SIMEON D. ABRAMSON, M.D., University Hospitals of Cleveland, Case Western Reserve University School of Medicine, Cleveland, Ohio
NEIL ABRAMSON, M.D., Baptist Regional Cancer Institute, Jacksonville, Florida
Am Fam Physician. 1999 Feb 15;59(4):851-858.

Of the uncommon anemias, “common” types include the anemia of renal disease, thalassemia, myelodysplastic syndrome and the anemia of chronic
disease. These conditions may be suggested by the clinical presentation, laboratory test values and peripheral blood smear, or by failure of the anemia to
respond to iron supplements or nutrient replacement. The principal cause of the anemia of renal disease is a decreased production of red blood cells
related to a relative deficiency of erythropoietin. When treatment is required, erythropoietin is administered, often with iron supplementation. In the anemia
of chronic disease, impaired iron transport decreases red blood cell production. Treatment is predominantly directed at the underlying condition. Since
iron stores are usually normal, iron administration is not beneficial. Thalassemia minor results from a congenital abnormality of hemoglobin synthesis. The
disorder may masquerade as mild iron deficiency anemia, but iron therapy and transfusions are often not indicated. In the myelodysplastic syndrome,
blood cell components fail to mature, and the condition may progress to acute nonlymphocytic leukemia. The rate of progression depends on the subtype
of myelodysplasia, but the leukemia is usually resistant to therapy.

Most cases of anemia, especially those related to vitamin B12, folate and iron deficiency, are diagnosed and appropriately treated by family physicians. When the
underlying cause of anemia is obscure, a hematologic evaluation is often sought.

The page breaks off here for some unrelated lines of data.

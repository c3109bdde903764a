//! The detection screen: capture and inference workers feeding the overlay
//! pipeline.
//!
//! Threads:
//! - capture: pulls frames at the target rate and hands one to inference only
//!   when nothing is in flight; every other frame is dropped and counted
//! - inference: runs the backend on one borrowed frame at a time and sends the
//!   completed pass back
//! - owner: whoever holds the `DetectionScreen`. Overlay and smoothing state
//!   live here and change only inside `poll`, so no locks guard them.
//!
//! Each `start` opens a new epoch. Passes from an older epoch, or arriving
//! while the screen is not running, are discarded.

use std::any::Any;
use std::panic::AssertUnwindSafe;
use std::sync::atomic::{AtomicBool, AtomicU64, Ordering};
use std::sync::Arc;
use std::thread::JoinHandle;
use std::time::{Duration, Instant};

use anyhow::{anyhow, Result};
use crossbeam_channel::{Receiver, Sender, TrySendError};

use crate::detect::{BackendRegistry, DetectorBackend, RawDetection};
use crate::filter::DetectionFilter;
use crate::frame::Frame;
use crate::geometry::ViewSize;
use crate::ingest::{open_source, FrameSource, SourceConfig};
use crate::labels::DeviceCategory;
use crate::overlay::{OverlayChange, OverlayReconciler};
use crate::pipeline::DetectionPipeline;
use crate::selection::{SelectionHandler, SelectionOutcome};
use crate::smoother::DEFAULT_SMOOTHING_FACTOR;

pub const NO_CAMERA_ACCESS: &str = "No camera access";
pub const DETECTION_UNAVAILABLE: &str = "Device detection is unavailable";

/// Frames dropped between periodic debug summaries.
const DROP_LOG_EVERY: u64 = 100;

#[derive(Clone, Debug, PartialEq, Eq)]
pub enum ScreenState {
    Idle,
    Running,
    /// Initialization failed; the message is shown to the user.
    Disabled(String),
    Stopped,
}

#[derive(Clone, Debug, PartialEq)]
pub enum ScreenEvent {
    Overlay(OverlayChange),
    Selection(SelectionOutcome),
}

#[derive(Clone, Debug)]
pub struct ScreenConfig {
    pub target_fps: u32,
    pub view: ViewSize,
    pub smoothing_factor: f32,
    pub min_confidence: f32,
}

impl Default for ScreenConfig {
    fn default() -> Self {
        Self {
            target_fps: 10,
            view: ViewSize::default(),
            smoothing_factor: DEFAULT_SMOOTHING_FACTOR,
            min_confidence: 0.0,
        }
    }
}

#[derive(Clone, Copy, Debug, Default, PartialEq, Eq)]
pub struct ScreenStats {
    pub frames_captured: u64,
    pub frames_dropped: u64,
    pub passes_completed: u64,
    pub passes_failed: u64,
    pub passes_discarded: u64,
}

#[derive(Debug, Default)]
struct Counters {
    frames_captured: AtomicU64,
    frames_dropped: AtomicU64,
    passes_completed: AtomicU64,
    passes_failed: AtomicU64,
    passes_discarded: AtomicU64,
}

impl Counters {
    fn snapshot(&self) -> ScreenStats {
        ScreenStats {
            frames_captured: self.frames_captured.load(Ordering::Relaxed),
            frames_dropped: self.frames_dropped.load(Ordering::Relaxed),
            passes_completed: self.passes_completed.load(Ordering::Relaxed),
            passes_failed: self.passes_failed.load(Ordering::Relaxed),
            passes_discarded: self.passes_discarded.load(Ordering::Relaxed),
        }
    }
}

/// Output of one completed detector invocation.
#[derive(Debug)]
struct Pass {
    epoch: u64,
    seq: u64,
    detections: Vec<RawDetection>,
}

pub struct DetectionScreen {
    config: ScreenConfig,
    state: ScreenState,
    pipeline: DetectionPipeline,
    selection: Option<SelectionHandler>,
    epoch: u64,
    shutdown: Arc<AtomicBool>,
    counters: Arc<Counters>,
    passes: Option<Receiver<Pass>>,
    outcomes_tx: Sender<SelectionOutcome>,
    outcomes_rx: Receiver<SelectionOutcome>,
    workers: Vec<JoinHandle<()>>,
}
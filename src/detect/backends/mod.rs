pub mod scripted;

#[cfg(feature = "backend-tract")]
pub mod tract;

pub use scripted::{ScriptedBackend, ScriptedPass};

#[cfg(feature = "backend-tract")]
pub use tract::{class_names_for, TractBackend};
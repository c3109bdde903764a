use std::path::Path;
use std::sync::atomic::{AtomicU64, Ordering};
use std::sync::Arc;
use std::time::Duration;

use anyhow::{anyhow, Context, Result};
use serde::Deserialize;

use crate::detect::backend::DetectorBackend;
use crate::detect::result::RawDetection;
use crate::frame::Frame;

/// One scripted detector invocation.
#[derive(Clone, Debug, Deserialize)]
pub enum ScriptedPass {
    #[serde(rename = "detections")]
    Detections(Vec<RawDetection>),
    #[serde(rename = "error")]
    Fail(String),
}

#[derive(Debug, Deserialize)]
struct ScriptFile {
    passes: Vec<ScriptedPass>,
    #[serde(default)]
    repeat: bool,
    #[serde(default)]
    latency_ms: u64,
}

/// Replays a fixed sequence of detector outputs, one per invocation.
///
/// Used by tests and by the demo binary when no model is configured. Once the
/// script is exhausted the backend either wraps around (`repeat`) or reports
/// empty passes.
pub struct ScriptedBackend {
    passes: Vec<ScriptedPass>,
    cursor: usize,
    repeat: bool,
    latency: Duration,
    unavailable: Option<String>,
    invocations: Arc<AtomicU64>,
}

impl ScriptedBackend {
    pub fn new(passes: Vec<ScriptedPass>) -> Self {
        Self {
            passes,
            cursor: 0,
            repeat: false,
            latency: Duration::ZERO,
            unavailable: None,
            invocations: Arc::new(AtomicU64::new(0)),
        }
    }

    /// Load a script from a JSON file of the form `{"passes": [...], "repeat": true}`.
    pub fn from_file(path: &Path) -> Result<Self> {
        let raw = std::fs::read_to_string(path)
            .with_context(|| format!("failed to read detector script {}", path.display()))?;
        let script: ScriptFile = serde_json::from_str(&raw)
            .map_err(|e| anyhow!("invalid detector script {}: {}", path.display(), e))?;
        Ok(Self::new(script.passes)
            .with_repeat(script.repeat)
            .with_latency(Duration::from_millis(script.latency_ms)))
    }

    pub fn with_repeat(mut self, repeat: bool) -> Self {
        self.repeat = repeat;
        self
    }

    /// Simulated inference time per invocation.
    pub fn with_latency(mut self, latency: Duration) -> Self {
        self.latency = latency;
        self
    }

    /// Make `warm_up` fail, as a missing or unloadable model would.
    pub fn unavailable(mut self, reason: impl Into<String>) -> Self {
        self.unavailable = Some(reason.into());
        self
    }

    /// Shared counter of `detect` calls.
    pub fn invocations(&self) -> Arc<AtomicU64> {
        self.invocations.clone()
    }

    fn next_pass(&mut self) -> Option<ScriptedPass> {
        if self.cursor >= self.passes.len() {
            if !self.repeat || self.passes.is_empty() {
                return None;
            }
            self.cursor = 0;
        }
        let pass = self.passes.get(self.cursor).cloned();
        self.cursor += 1;
        pass
    }
}

impl DetectorBackend for ScriptedBackend {
    fn name(&self) -> &'static str {
        "scripted"
    }

    fn detect(&mut self, _frame: &Frame) -> Result<Vec<RawDetection>> {
        self.invocations.fetch_add(1, Ordering::SeqCst);
        if !self.latency.is_zero() {
            std::thread::sleep(self.latency);
        }
        match self.next_pass() {
            Some(ScriptedPass::Detections(detections)) => Ok(detections),
            Some(ScriptedPass::Fail(reason)) => Err(anyhow!("scripted inference failure: {}", reason)),
            None => Ok(Vec::new()),
        }
    }

    fn warm_up(&mut self) -> Result<()> {
        match &self.unavailable {
            Some(reason) => Err(anyhow!("detector model unavailable: {}", reason)),
            None => Ok(()),
        }
    }
}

In 50 consecutive anemic patients who were referred to our institutions, the most common diagnoses of non-nutritional anemia were anemia of renal disease, anemia
of chronic disease (ACD), thalassemia and myelodysplastic syndrome (Table 1). The salient features of these disorders, including pathophysiology, diagnosis and
treatment, are reviewed in this article. Some important distinctive aspects are summarized in Table 2.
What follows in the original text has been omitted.